- _Work order_:
Using the data below, show every line where the word "iter" occurs.

- _Excerpts from a dataset_:
==============================

#[tokio::test]
async fn always_failing_message_ends_in_dead_letter_queue() {
    let broker = provisioned().await;
    publish(&broker, "Pedido creado: ID 123").await;

    let handler = Flaky::new(None);
    let deliveries = drain(&broker, handler.clone()).await;

    assert_eq!(handler.seen(), vec![0, 1, 2, 3]);
    assert_eq!(
        deliveries.iter().map(|(_, v)| *v).collect::<Vec<_>>(),
        vec![
            Verdict::Retry { attempt: 1, max: 3 },
            Verdict::Retry { attempt: 2, max: 3 },
            Verdict::Retry { attempt: 3, max: 3 },
            Verdict::DeadLetter { attempts: 3 },
        ]
    );

    assert_eq!(broker.depth(MAIN_QUEUE), 0);
    assert_eq!(broker.depth(RETRY_QUEUE), 0);
    assert_eq!(broker.unacked(), 0);

    let dead = broker.ready(DEAD_LETTER_QUEUE);
    assert_eq!(dead.len(), 1);
    assert_eq!(dead[0].payload, b"Pedido creado: ID 123".to_vec());
    assert_eq!(dead[0].properties.delivery_mode(), &Some(2));
    assert_eq!(attempt_count(dead[0].properties.headers().as_ref(), MAIN_QUEUE), 3);
}

#[tokio::test]
async fn retries_wait_at_least_the_queue_ttl() {
    let broker = provisioned().await;
    publish(&broker, "Pedido creado: ID 7").await;

    let deliveries = drain(&broker, Flaky::new(None)).await;
    let times: Vec<u64> = deliveries.iter().map(|(at, _)| *at).collect();

    assert_eq!(times.len(), 4);
    assert!(times.windows(2).all(|w| w[1] - w[0] >= 5000), "{times:?}");
}

#[tokio::test]
async fn success_on_a_retry_never_reaches_dead_letter_queue() {
    for k in 0..=3 {
        let broker = provisioned().await;
        publish(&broker, "Pedido creado: ID 9").await;

        let handler = Flaky::new(Some(k));
        let deliveries = drain(&broker, handler.clone()).await;

        assert_eq!(handler.seen(), (0..=k).collect::<Vec<_>>());
        assert_eq!(deliveries.last().map(|(_, v)| *v), Some(Verdict::Ack));
        assert_eq!(broker.depth(DEAD_LETTER_QUEUE), 0);
        assert_eq!(broker.depth(MAIN_QUEUE), 0);
        assert_eq!(broker.unacked(), 0);
    }
}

==============================

- _The completed task_:
        deliveries.iter().map(|(_, v)| *v).collect::<Vec<_>>(),
    let times: Vec<u64> = deliveries.iter().map(|(at, _)| *at).collect();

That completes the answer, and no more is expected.